** Excerpted records **
//! Validation helpers and parsing utilities for configuration documents.

use serde_json::{Map, Value};

use crate::error::{ConfigError, ConfigResult};
use crate::model::{EngineConfig, EngineLimits, WizardDefaults};

const SECTION_ROOT: &str = "root";
const SECTION_LIMITS: &str = "limits";
const SECTION_DEFAULTS: &str = "defaults";

/// Parse and validate a configuration document, rejecting unknown keys.
///
/// # Errors
///
/// Returns [`ConfigError::UnknownField`] for unexpected keys and
/// [`ConfigError::InvalidField`] for values outside their accepted range.
pub fn parse_document(value: &Value) -> ConfigResult<EngineConfig> {
    let root = ensure_object(value, SECTION_ROOT, "document")?;
    let mut config = EngineConfig::default();

    for (key, entry) in root {
        match key.as_str() {
            SECTION_LIMITS => config.limits = parse_limits(entry)?,
            SECTION_DEFAULTS => config.defaults = parse_defaults(entry)?,
            other => {
                return Err(ConfigError::UnknownField {
                    section: SECTION_ROOT.to_string(),
                    field: other.to_string(),
                });
            }
        }
    }

    Ok(config)
}

fn parse_limits(value: &Value) -> ConfigResult<EngineLimits> {
    let map = ensure_object(value, SECTION_LIMITS, "limits")?;
    let mut limits = EngineLimits::default();

    for (key, entry) in map {
        match key.as_str() {
            "size_ceiling_bytes" => {
                limits.size_ceiling_bytes = parse_u64_field(entry, SECTION_LIMITS, key, 1, u64::MAX)?;
            }
            "time_ceiling_seconds" => {
                limits.time_ceiling_seconds =
                    parse_u64_field(entry, SECTION_LIMITS, key, 1, u64::from(u32::MAX))?;
            }
            "max_copies" => {
                let copies = parse_u64_field(entry, SECTION_LIMITS, key, 1, 4)?;
                limits.max_copies = u8::try_from(copies).map_err(|_| {
                    ConfigError::invalid(
                        SECTION_LIMITS,
                        key,
                        Some(copies.to_string()),
                        "out_of_range",
                    )
                })?;
            }
            "pool_name_max_len" => {
                let len = parse_u64_field(entry, SECTION_LIMITS, key, 1, 255)?;
                limits.pool_name_max_len = usize::try_from(len).map_err(|_| {
                    ConfigError::invalid(SECTION_LIMITS, key, Some(len.to_string()), "out_of_range")
                })?;
            }
            "reserved_policy_name" => {
                limits.reserved_policy_name = parse_name_field(entry, SECTION_LIMITS, key)?;
            }
            other => {
                return Err(ConfigError::UnknownField {
                    section: SECTION_LIMITS.to_string(),
                    field: other.to_string(),
                });
            }
        }
    }

    Ok(limits)
}

fn parse_defaults(value: &Value) -> ConfigResult<WizardDefaults> {
    let map = ensure_object(value, SECTION_DEFAULTS, "defaults")?;
    let mut defaults = WizardDefaults::default();

    for (key, entry) in map {
        match key.as_str() {
            "archive_age_minutes" => {
                defaults.archive_age_minutes =
                    parse_u64_field(entry, SECTION_DEFAULTS, key, 1, u64::from(u32::MAX) / 60)?;
            }
            other => {
                return Err(ConfigError::UnknownField {
                    section: SECTION_DEFAULTS.to_string(),
                    field: other.to_string(),
                });
            }
        }
    }

    Ok(defaults)
}

pub(crate) fn ensure_object<'a>(
    value: &'a Value,
    section: &str,
    field: &str,
) -> ConfigResult<&'a Map<String, Value>> {
    value
        .as_object()
        .ok_or_else(|| ConfigError::invalid(section, field, None, "must_be_object"))
}

pub(crate) fn parse_u64_field(
    value: &Value,
    section: &str,
    field: &str,
    min: u64,
    max: u64,
) -> ConfigResult<u64> {
    let parsed = value.as_u64().ok_or_else(|| {
        ConfigError::invalid(section, field, Some(value.to_string()), "must_be_unsigned_integer")
    })?;

    if !(min..=max).contains(&parsed) {
        return Err(ConfigError::invalid(
            section,
            field,
            Some(parsed.to_string()),
            "out_of_range",
        ));
    }

    Ok(parsed)
}

pub(crate) fn parse_name_field(value: &Value, section: &str, field: &str) -> ConfigResult<String> {
    let text = value.as_str().ok_or_else(|| {
        ConfigError::invalid(section, field, Some(value.to_string()), "must_be_string")
    })?;
    let trimmed = text.trim();
    if trimmed.is_empty() {
        return Err(ConfigError::invalid(section, field, None, "must_not_be_empty"));
    }
    if trimmed.chars().any(char::is_whitespace) {
        return Err(ConfigError::invalid(
            section,
            field,
            Some(trimmed.to_string()),
            "must_not_contain_whitespace",
        ));
    }
    Ok(trimmed.to_string())
}

#[cfg(test)]
mod tests {
    use super::*;
    use serde_json::json;

    #[test]
    fn empty_document_yields_defaults() -> Result<(), Box<dyn std::error::Error>> {
        let config = parse_document(&json!({}))?;
        assert_eq!(config, EngineConfig::default());
        assert_eq!(config.limits.max_copies, 4);
        assert_eq!(config.limits.reserved_policy_name, "no_archive");
        Ok(())
    }

    #[test]
    fn overrides_are_applied() -> Result<(), Box<dyn std::error::Error>> {
        let config = parse_document(&json!({
            "limits": { "max_copies": 2, "pool_name_max_len": 24 },
            "defaults": { "archive_age_minutes": 10 }
        }))?;
        assert_eq!(config.limits.max_copies, 2);
        assert_eq!(config.limits.pool_name_max_len, 24);
        assert_eq!(config.defaults.archive_age_minutes, 10);
        Ok(())
    }

    #[test]
    fn unknown_keys_are_rejected() {
        let err = parse_document(&json!({ "limits": { "retries": 3 } }));
        assert!(matches!(
            err,
            Err(ConfigError::UnknownField { ref section, ref field })
                if section == "limits" && field == "retries"
        ));
        assert!(matches!(
            parse_document(&json!({ "extra": true })),
            Err(ConfigError::UnknownField { .. })
        ));
    }

    #[test]
    fn out_of_range_copy_count_is_rejected() {
        let err = parse_document(&json!({ "limits": { "max_copies": 9 } }));
        assert!(matches!(
            err,
            Err(ConfigError::InvalidField { reason: "out_of_range", .. })
        ));
    }

    #[test]
    fn name_fields_reject_whitespace_and_non_strings() {
        assert!(matches!(
            parse_name_field(&json!("no archive"), "limits", "reserved_policy_name"),
            Err(ConfigError::InvalidField {
                reason: "must_not_contain_whitespace",
                ..
            })
        ));
        assert!(matches!(
            parse_name_field(&json!(7), "limits", "reserved_policy_name"),
            Err(ConfigError::InvalidField {
                reason: "must_be_string",
                ..
            })
        ));
    }

    #[test]
    fn non_object_sections_are_rejected() {
        assert!(matches!(
            parse_document(&json!({ "limits": [] })),
            Err(ConfigError::InvalidField {
                reason: "must_be_object",
                ..
            })
        ));
    }
}
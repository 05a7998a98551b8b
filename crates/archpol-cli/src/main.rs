//! `archpol` entrypoint.

fn main() {
    std::process::exit(archpol_cli::run());
}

** The problem **
Set down the lines above as they stand, starting with the first line and ending with the line that contains "const SECTION_LIMITS: &str".

** Expected answer **
//! Validation helpers and parsing utilities for configuration documents.

use serde_json::{Map, Value};

use crate::error::{ConfigError, ConfigResult};
use crate::model::{EngineConfig, EngineLimits, WizardDefaults};

const SECTION_ROOT: &str = "root";
const SECTION_LIMITS: &str = "limits";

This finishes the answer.